▶ Try it: Could the data underneath be repeated exactly, in full?
--------
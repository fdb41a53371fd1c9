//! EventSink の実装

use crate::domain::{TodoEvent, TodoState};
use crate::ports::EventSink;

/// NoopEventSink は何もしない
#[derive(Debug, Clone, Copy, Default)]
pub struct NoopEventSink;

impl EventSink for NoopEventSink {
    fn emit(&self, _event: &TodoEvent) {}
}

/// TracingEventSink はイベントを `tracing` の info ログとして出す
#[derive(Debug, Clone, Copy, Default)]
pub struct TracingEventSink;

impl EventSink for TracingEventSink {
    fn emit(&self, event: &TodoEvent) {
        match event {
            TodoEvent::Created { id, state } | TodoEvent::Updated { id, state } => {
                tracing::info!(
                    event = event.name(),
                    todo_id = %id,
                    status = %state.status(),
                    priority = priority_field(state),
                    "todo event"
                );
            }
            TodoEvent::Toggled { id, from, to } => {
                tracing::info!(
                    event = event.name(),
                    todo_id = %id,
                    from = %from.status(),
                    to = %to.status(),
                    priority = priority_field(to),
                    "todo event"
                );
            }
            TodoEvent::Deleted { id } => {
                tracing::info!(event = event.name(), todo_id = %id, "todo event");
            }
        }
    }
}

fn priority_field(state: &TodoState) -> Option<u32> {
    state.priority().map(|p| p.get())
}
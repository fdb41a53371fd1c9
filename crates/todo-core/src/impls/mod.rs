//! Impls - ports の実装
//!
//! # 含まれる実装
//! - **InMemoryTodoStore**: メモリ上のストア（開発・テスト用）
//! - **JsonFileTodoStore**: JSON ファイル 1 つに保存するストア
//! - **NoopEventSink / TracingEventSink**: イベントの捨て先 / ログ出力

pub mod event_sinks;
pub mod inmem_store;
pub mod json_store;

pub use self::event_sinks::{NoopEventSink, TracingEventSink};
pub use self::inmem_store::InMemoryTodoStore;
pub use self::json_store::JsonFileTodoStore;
--------
▶ Exercise result:
repository fdb41a53371fd1c9
//! EventSink の実装

use crate::domain::{TodoEvent, TodoState};
use crate::ports::EventSink;

/// NoopEventSink は何もしない
#[derive(Debug, Clone, Copy, Default)]
pub struct NoopEventSink;

impl EventSink for NoopEventSink {
    fn emit(&self, _event: &TodoEvent) {}
}

/// TracingEventSink はイベントを `tracing` の info ログとして出す
#[derive(Debug, Clone, Copy, Default)]
pub struct TracingEventSink;

impl EventSink for TracingEventSink {
    fn emit(&self, event: &TodoEvent) {
        match event {
            TodoEvent::Created { id, state } | TodoEvent::Updated { id, state } => {
                tracing::info!(
                    event = event.name(),
                    todo_id = %id,
                    status = %state.status(),
                    priority = priority_field(state),
                    "todo event"
                );
            }
            TodoEvent::Toggled { id, from, to } => {
                tracing::info!(
                    event = event.name(),
                    todo_id = %id,
                    from = %from.status(),
                    to = %to.status(),
                    priority = priority_field(to),
                    "todo event"
                );
            }
            TodoEvent::Deleted { id } => {
                tracing::info!(event = event.name(), todo_id = %id, "todo event");
            }
        }
    }
}

fn priority_field(state: &TodoState) -> Option<u32> {
    state.priority().map(|p| p.get())
}
repository fdb41a53371fd1c9
filename crates/todo-core/src/impls/mod.rs
//! Impls - ports の実装
//!
//! # 含まれる実装
//! - **InMemoryTodoStore**: メモリ上のストア（開発・テスト用）
//! - **JsonFileTodoStore**: JSON ファイル 1 つに保存するストア
//! - **NoopEventSink / TracingEventSink**: イベントの捨て先 / ログ出力

pub mod event_sinks;
pub mod inmem_store;
pub mod json_store;

pub use self::event_sinks::{NoopEventSink, TracingEventSink};
pub use self::inmem_store::InMemoryTodoStore;
pub use self::json_store::JsonFileTodoStore;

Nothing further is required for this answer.